▶ **WHAT TO PRODUCE**
Calculate how many lines of the data hold "display". The answer consists of that number only.

(Collected data entries)
-=-=-
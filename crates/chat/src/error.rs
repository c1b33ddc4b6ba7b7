use std::path::PathBuf;

use polychat_llm::{BackendError, BackendErrorKind};
use snafu::Snafu;

#[derive(Debug, Snafu)]
#[snafu(visibility(pub(crate)))]
pub enum ChatError {
    #[snafu(display("text stream failed on `{stage}`, {source}"))]
    TextStream {
        stage: &'static str,
        source: BackendError,
    },
    #[snafu(display("image request failed on `{stage}`, {source}"))]
    ImageRequest {
        stage: &'static str,
        source: BackendError,
    },
    #[snafu(display("image response carried no image on `{stage}`"))]
    NoImageProduced { stage: &'static str },
    #[snafu(display("video job submission failed on `{stage}`, {source}"))]
    VideoSubmit {
        stage: &'static str,
        source: BackendError,
    },
    #[snafu(display("video job poll failed on `{stage}`, {source}"))]
    VideoPoll {
        stage: &'static str,
        source: BackendError,
    },
    #[snafu(display("video operation reported an error on `{stage}`: {message}"))]
    VideoOperation {
        stage: &'static str,
        message: String,
    },
    #[snafu(display("finished video job has no result uri on `{stage}`"))]
    VideoResultMissing { stage: &'static str },
    #[snafu(display("video download failed on `{stage}`, {source}"))]
    VideoDownload {
        stage: &'static str,
        source: BackendError,
    },
    #[snafu(display("failed to store artifact at {} on `{stage}`, {source}", path.display()))]
    StoreArtifact {
        stage: &'static str,
        path: PathBuf,
        source: std::io::Error,
    },
}

pub type ChatResult<T> = Result<T, ChatError>;

/// User-facing failure classes. Decided from error variants, never from message text.
#[derive(Debug, Clone, Copy, PartialEq, Eq, Hash)]
pub enum FailureKind {
    CredentialMissing,
    CredentialInvalid,
    PermissionDenied,
    NoImageProduced,
    VideoResultMissing,
    Transient,
}

impl FailureKind {
    /// Follow-up guidance shown next to the error, when there is any.
    pub fn troubleshooting_hint(self) -> Option<&'static str> {
        match self {
            Self::PermissionDenied => Some(
                "Open the Google Cloud console for the key's project, enable the \
                 \"Generative Language API\", then retry.",
            ),
            Self::CredentialMissing => {
                Some("Set GEMINI_API_KEY or run `/key <value>` to configure a key.")
            }
            Self::CredentialInvalid => {
                Some("Run `/key <value>` with a key from a project that has billing enabled.")
            }
            Self::NoImageProduced | Self::VideoResultMissing | Self::Transient => None,
        }
    }
}

impl From<BackendErrorKind> for FailureKind {
    fn from(kind: BackendErrorKind) -> Self {
        match kind {
            BackendErrorKind::CredentialMissing => Self::CredentialMissing,
            BackendErrorKind::CredentialInvalid => Self::CredentialInvalid,
            BackendErrorKind::PermissionDenied => Self::PermissionDenied,
            BackendErrorKind::Other => Self::Transient,
        }
    }
}

impl ChatError {
    pub fn failure_kind(&self) -> FailureKind {
        match self {
            Self::TextStream { source, .. }
            | Self::ImageRequest { source, .. }
            | Self::VideoSubmit { source, .. }
            | Self::VideoPoll { source, .. } => source.kind().into(),
            Self::NoImageProduced { .. } => FailureKind::NoImageProduced,
            Self::VideoResultMissing { .. } => FailureKind::VideoResultMissing,
            // Download failures are transient whatever the backend reported.
            Self::VideoDownload { .. }
            | Self::VideoOperation { .. }
            | Self::StoreArtifact { .. } => FailureKind::Transient,
        }
    }

    pub fn stage(&self) -> &'static str {
        match self {
            Self::TextStream { stage, .. }
            | Self::ImageRequest { stage, .. }
            | Self::NoImageProduced { stage }
            | Self::VideoSubmit { stage, .. }
            | Self::VideoPoll { stage, .. }
            | Self::VideoOperation { stage, .. }
            | Self::VideoResultMissing { stage }
            | Self::VideoDownload { stage, .. }
            | Self::StoreArtifact { stage, .. } => stage,
        }
    }
}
-=-=-
▶ **COMPLETED TASK**
9